Anyway a question, with respect, directly to you Peter seeing as you play the Irish pipes:-
Is there tendency to use a D or G drone for all pieces when you play Uileann Pipes?
talasiga,
first of all thanks for participating I appreciate your input
Of course that you’re right about giving a certain melody a drone backup may drive the melody to a certain modulation, thus making the melody sound different/weird/complementing whatever, basicly changing its melodic tonic. (ie. Bothy Band’s First Album, Craig’s Pipes – different drones)
But you can say that about any tune out there, so what shall be written on the ABC?
If you play Garret Barry’s on the flute, without a drone backup - let’s say with a bodhran backup instead - the melody itself guides to a G closure (maybe it’s my crazy ears or something) - i’d say that it would be harder to imagine an A drone out there that makes the melody A-dorian (A tonic) than it would be to imagine a G drone going with it.
(esspecially with those c notes that Peter noted about)
trip, I don’t understand what your problem is unless you are trying to take or arrive at some absolute position about musical treatment.
In terms of melodic line resolution of the piece as per the notation you have supplied in your first post you can see it ENDS on A, quitre definitively. The author of that notation has described that as A Dorian (albeit wrongly under the heading of “key”).
Now you like to do a decorative twiist down to G for to finish and that sounds just as good and it does not alter the A tonic reckoning in terms of the melody line itself. Listen the clip Peter Laban provided above. All sound good and all are unremerakable (not unusual or surprising). Three versions, two on A and the last twisting off (like the Celtic curls you see in ancient manuscripts) down to G. There could just as well be a 4th version that curls down to G and then up to A again. TRy it. A 5th version could curl it up to E. This does not disprove that the core tune finshes on A.
Its just a descriptor and doesn’t really force you to interpret the tune or develop it one way or the other.
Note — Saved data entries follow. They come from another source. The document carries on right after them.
//! CLI entry point for the student performance dashboard.
//!
//! `analyze` prints every derived table as JSON, `export` writes one table
//! as a PDF report, `serve` exposes both over HTTP.

use anyhow::{Context, Result};
use clap::{Args, Parser, Subcommand};
use std::path::{Path, PathBuf};
use student_dashboard::analytics::DEFAULT_TOP_N;
use student_dashboard::api::start_api;
use student_dashboard::cluster::{DEFAULT_CLUSTERS, DEFAULT_SEED};
use student_dashboard::dashboard::{Dashboard, TableKind};
use student_dashboard::report::{write_report, DEFAULT_REPORT_FILE, DEFAULT_REPORT_TITLE};
use student_dashboard::suggestions::DEFAULT_TARGETS;
use student_dashboard::{RecordFilter, RecordSet, Settings};
use tracing::{info, warn};
use tracing_subscriber::EnvFilter;

#[derive(Parser)]
#[command(name = "student_dashboard")]
#[command(about = "Analyze student exam marks and export PDF reports", long_about = None)]
struct Cli {
    /// Write logs as JSON lines instead of plain text
    #[arg(long, global = true)]
    json_logs: bool,

    #[command(subcommand)]
    command: Commands,
}

#[derive(Subcommand)]
enum Commands {
    /// Run every analysis on a marks file and print the result as JSON
    Analyze {
        /// CSV or spreadsheet with Name, Class, Subject, Exam, Marks columns
        #[arg(short, long)]
        input: PathBuf,

        #[command(flatten)]
        filter: FilterArgs,

        #[command(flatten)]
        analysis: AnalysisArgs,
    },
    /// Export one derived table as a PDF report
    Export {
        #[arg(short, long)]
        input: PathBuf,

        /// records, class_summary, student_summary, exam_trends, subject_summary,
        /// top, bottom, clusters, declining, suggestions or distribution:<subject>
        #[arg(short, long, default_value = "records")]
        table: String,

        #[arg(long, default_value = DEFAULT_REPORT_TITLE)]
        title: String,

        #[arg(short, long, default_value = DEFAULT_REPORT_FILE)]
        out: PathBuf,

        #[command(flatten)]
        filter: FilterArgs,

        #[command(flatten)]
        analysis: AnalysisArgs,
    },
    /// Serve the dashboard API over HTTP
    Serve {
        #[arg(long, default_value = "127.0.0.1")]
        host: String,

        #[arg(short, long, default_value_t = 8080)]
        port: u16,

        #[command(flatten)]
        analysis: AnalysisArgs,
    },
}

#[derive(Args)]
struct FilterArgs {
    /// Keep only these classes (repeatable)
    #[arg(long = "class")]
    classes: Vec<String>,

    /// Keep only these students (repeatable)
    #[arg(long = "student")]
    students: Vec<String>,

    /// Keep only these exams (repeatable)
    #[arg(long = "exam")]
    exams: Vec<String>,
}

impl From<FilterArgs> for RecordFilter {
    fn from(args: FilterArgs) -> Self {
        RecordFilter {
            classes: args.classes,
            students: args.students,
            exams: args.exams,
        }
    }
}

#[derive(Args)]
struct AnalysisArgs {
    /// Size of the top and bottom student lists
    #[arg(long, default_value_t = DEFAULT_TOP_N)]
    top_n: usize,

    /// Number of score clusters
    #[arg(short = 'k', long, default_value_t = DEFAULT_CLUSTERS)]
    clusters: usize,

    /// Target averages for suggestions, comma-separated
    #[arg(long, value_delimiter = ',', default_values_t = DEFAULT_TARGETS)]
    targets: Vec<f64>,

    /// Seed for cluster initialisation
    #[arg(long, default_value_t = DEFAULT_SEED)]
    seed: u64,
}

impl AnalysisArgs {
    fn settings(self) -> Result<Settings> {
        let settings = Settings {
            top_n: self.top_n,
            clusters: self.clusters,
            targets: self.targets,
            seed: self.seed,
            ..Settings::default()
        };
        settings.validate()?;
        Ok(settings)
    }
}

fn init_logging(json: bool) {
    let filter = EnvFilter::try_from_default_env().unwrap_or_else(|_| EnvFilter::new("info"));
    let builder = tracing_subscriber::fmt()
        .with_env_filter(filter)
        .with_target(true)
        .with_writer(std::io::stderr);
    if json {
        builder.json().init();
    } else {
        builder.init();
    }
}

fn load_filtered(input: &Path, filter: FilterArgs) -> Result<RecordSet> {
    let set = RecordSet::load(input)
        .with_context(|| format!("failed to load marks from {}", input.display()))?;
    let filtered = set.filter(&filter.into());
    if filtered.is_empty() {
        warn!("no records left after filtering");
    }
    Ok(filtered)
}

#[actix_web::main]
async fn main() -> Result<()> {
    let cli = Cli::parse();
    init_logging(cli.json_logs);

    match cli.command {
        Commands::Analyze {
            input,
            filter,
            analysis,
        } => {
            let settings = analysis.settings()?;
            let set = load_filtered(&input, filter)?;
            let dashboard = Dashboard::run(&set, &settings);
            println!("{}", serde_json::to_string_pretty(&dashboard)?);
        }
        Commands::Export {
            input,
            table,
            title,
            out,
            filter,
            analysis,
        } => {
            let settings = analysis.settings()?;
            let kind: TableKind = table.parse()?;
            let set = load_filtered(&input, filter)?;
            let table = kind
                .build(&set, &settings)
                .with_context(|| format!("failed to build table {:?}", kind))?;
            write_report(&out, &table, &title)
                .with_context(|| format!("failed to write {}", out.display()))?;
            println!("Report written to {}.", out.display());
        }
        Commands::Serve {
            host,
            port,
            analysis,
        } => {
            let settings = analysis.settings()?;
            info!("visit http://{}:{}/health to check the api", host, port);
            start_api(settings, &host, port).await?;
        }
    }

    Ok(())
}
A descriptor is not a prOscriptor.
I am pretty sure if Peter were to post an audio of him playing that piece on his pipes with the 3 D drones he could curl down to the D to finish off and that would sound good too if he did it tastefully, That doesn’t change the MELODY LINE of the piece which is the basis of the melodic mode descriptor.
(sorry about typos - I have sore shoulders from overboarding on flute).